Ella and Marilyn: On the outside, you couldn’t find two girls who looked more different. But on the inside, they were alike –  full of hopes and dreams, and plans of what might be.

MAKING THEIR VOICES HEARD: THE INSPIRING FRIENDSHIP OF ELLA FITZGERALD AND MARILYN MONROE is not only a rags-to-riches story of how these two iconic women were discovered, but how they helped one another find their voices  at a time when both faced discrimination. It’s a tale of how two of the most iconic women of the 20th century forged a friendship that broke barriers and lasted a lifetime.

My favorite line:  “On the outside,these two stars couldn’t have looked more different. But on the inside, they both understood that sometimes even stars need a little help to shine.” 

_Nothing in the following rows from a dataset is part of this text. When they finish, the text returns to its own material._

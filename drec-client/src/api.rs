//! HTTP client for the DreamRecords resource API
//!
//! Thin wrapper over reqwest mapping the API's error surface onto the
//! common error taxonomy: 422 bodies become `Validation`, 404 becomes
//! `NotFound`, transport failures become `Unavailable`. Single-attempt
//! semantics throughout; no retries, no backoff.

use reqwest::{Response, StatusCode};
use serde::de::DeserializeOwned;
use serde::Serialize;

use drec_common::types::{
    CreatedRelease, ErrorBody, NameList, NameRecord, NewName, NewRelease, OkResponse,
    ReleaseList, ReleaseRecord, UpdateRelease,
};
use drec_common::{Error, ReleaseFilter, Result};

/// Client for the versioned resource API
#[derive(Debug, Clone)]
pub struct ApiClient {
    base_url: String,
    http: reqwest::Client,
}

impl ApiClient {
    /// Create a client for the API at `base_url` (e.g. "http://127.0.0.1:5731")
    pub fn new(base_url: impl Into<String>) -> Self {
        let base_url = base_url.into().trim_end_matches('/').to_string();
        Self {
            base_url,
            http: reqwest::Client::new(),
        }
    }

    fn url(&self, path: &str) -> String {
        format!("{}{}", self.base_url, path)
    }

    async fn decode<T: DeserializeOwned>(response: Response) -> Result<T> {
        let status = response.status();
        if status.is_success() {
            return response
                .json::<T>()
                .await
                .map_err(|e| Error::Internal(format!("Malformed response body: {}", e)));
        }

        let body = response.json::<ErrorBody>().await.ok();
        let message = body
            .map(|b| b.error)
            .unwrap_or_else(|| status.to_string());

        Err(match status {
            StatusCode::UNPROCESSABLE_ENTITY => Error::Validation(message),
            StatusCode::NOT_FOUND => Error::NotFound(message),
            _ => Error::Internal(message),
        })
    }

    async fn get_json<T: DeserializeOwned>(
        &self,
        path: &str,
        query: &[(&str, String)],
    ) -> Result<T> {
        let response = self
            .http
            .get(self.url(path))
            .query(query)
            .send()
            .await
            .map_err(|e| Error::Unavailable(e.to_string()))?;
        Self::decode(response).await
    }

    async fn post_json<B: Serialize, T: DeserializeOwned>(&self, path: &str, body: &B) -> Result<T> {
        let response = self
            .http
            .post(self.url(path))
            .json(body)
            .send()
            .await
            .map_err(|e| Error::Unavailable(e.to_string()))?;
        Self::decode(response).await
    }

    // --- releases ---

    /// GET /v1/releases with the filter's query/status/sort/page window.
    /// Empty query and "Any" status are omitted from the request.
    pub async fn list_releases(&self, filter: &ReleaseFilter) -> Result<ReleaseList> {
        let mut query: Vec<(&str, String)> = Vec::new();
        if !filter.q.trim().is_empty() {
            query.push(("q", filter.q.trim().to_string()));
        }
        if !filter.status.is_any() {
            query.push(("status", filter.status.as_str().to_string()));
        }
        query.push(("sort", filter.sort.as_str().to_string()));
        query.push(("page", filter.page.to_string()));
        query.push(("limit", filter.page_size.to_string()));

        self.get_json("/v1/releases", &query).await
    }

    /// POST /v1/releases
    pub async fn create_release(&self, req: &NewRelease) -> Result<CreatedRelease> {
        self.post_json("/v1/releases", req).await
    }

    /// GET /v1/releases/:id
    pub async fn get_release(&self, id: i64) -> Result<ReleaseRecord> {
        self.get_json(&format!("/v1/releases/{}", id), &[]).await
    }

    /// PUT /v1/releases/:id
    pub async fn update_release(&self, id: i64, req: &UpdateRelease) -> Result<OkResponse> {
        let response = self
            .http
            .put(self.url(&format!("/v1/releases/{}", id)))
            .json(req)
            .send()
            .await
            .map_err(|e| Error::Unavailable(e.to_string()))?;
        Self::decode(response).await
    }

    /// DELETE /v1/releases/:id
    pub async fn delete_release(&self, id: i64) -> Result<OkResponse> {
        let response = self
            .http
            .delete(self.url(&format!("/v1/releases/{}", id)))
            .send()
            .await
            .map_err(|e| Error::Unavailable(e.to_string()))?;
        Self::decode(response).await
    }

    // --- artists and labels ---

    pub async fn list_artists(&self, q: &str, page: i64, limit: i64) -> Result<NameList> {
        self.list_names("/v1/artists", q, page, limit).await
    }

    pub async fn create_artist(&self, name: &str) -> Result<NameRecord> {
        self.post_json("/v1/artists", &NewName { name: name.to_string() }).await
    }

    pub async fn list_labels(&self, q: &str, page: i64, limit: i64) -> Result<NameList> {
        self.list_names("/v1/labels", q, page, limit).await
    }

    pub async fn create_label(&self, name: &str) -> Result<NameRecord> {
        self.post_json("/v1/labels", &NewName { name: name.to_string() }).await
    }

    async fn list_names(&self, path: &str, q: &str, page: i64, limit: i64) -> Result<NameList> {
        let mut query: Vec<(&str, String)> = Vec::new();
        if !q.trim().is_empty() {
            query.push(("q", q.trim().to_string()));
        }
        query.push(("page", page.to_string()));
        query.push(("limit", limit.to_string()));
        self.get_json(path, &query).await
    }
}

This book is not only good for ages 4-8, but it should be read by people of ANY age.  I read this book to both my 7th and 8th graders. We discussed discrimination in the 50’s and 60’s, how women were viewed, friendship and helping others.  The discussions were deep and thoughtful. Books like MAKING THEIR VOICES HEARD make it easier for older students to open up. They don’t feel like they are being talked AT. Instead the format of a picture book puts them at ease and they are more likely to respond, even those who are reluctant to find their voice.

Classroom Activity:  I had my students cut out stars (to go with my favorite line!) and write a kind note to someone who is different than they are..  For example, my classroom is close to the structured learning classroom. Several of my students wrote stars to a child with Down Syndrome, telling her that they look forward to seeing her everyday because she gives them high fives as they come to my room. Others wrote to students in another grade, and a few wrote to teachers.  This exercise let them see the light that shines inside others. I hope that they continue to search for that light in everyone they meet.

Surprise!

I wanted to share a wonderful surprise I got in the mail…

MAKING THEIR VOICES HEARD by Vivian Kirkfield

Watch for a review of MAKING THEIR VOICES HEARD and an interview with Vivian Kirkfield!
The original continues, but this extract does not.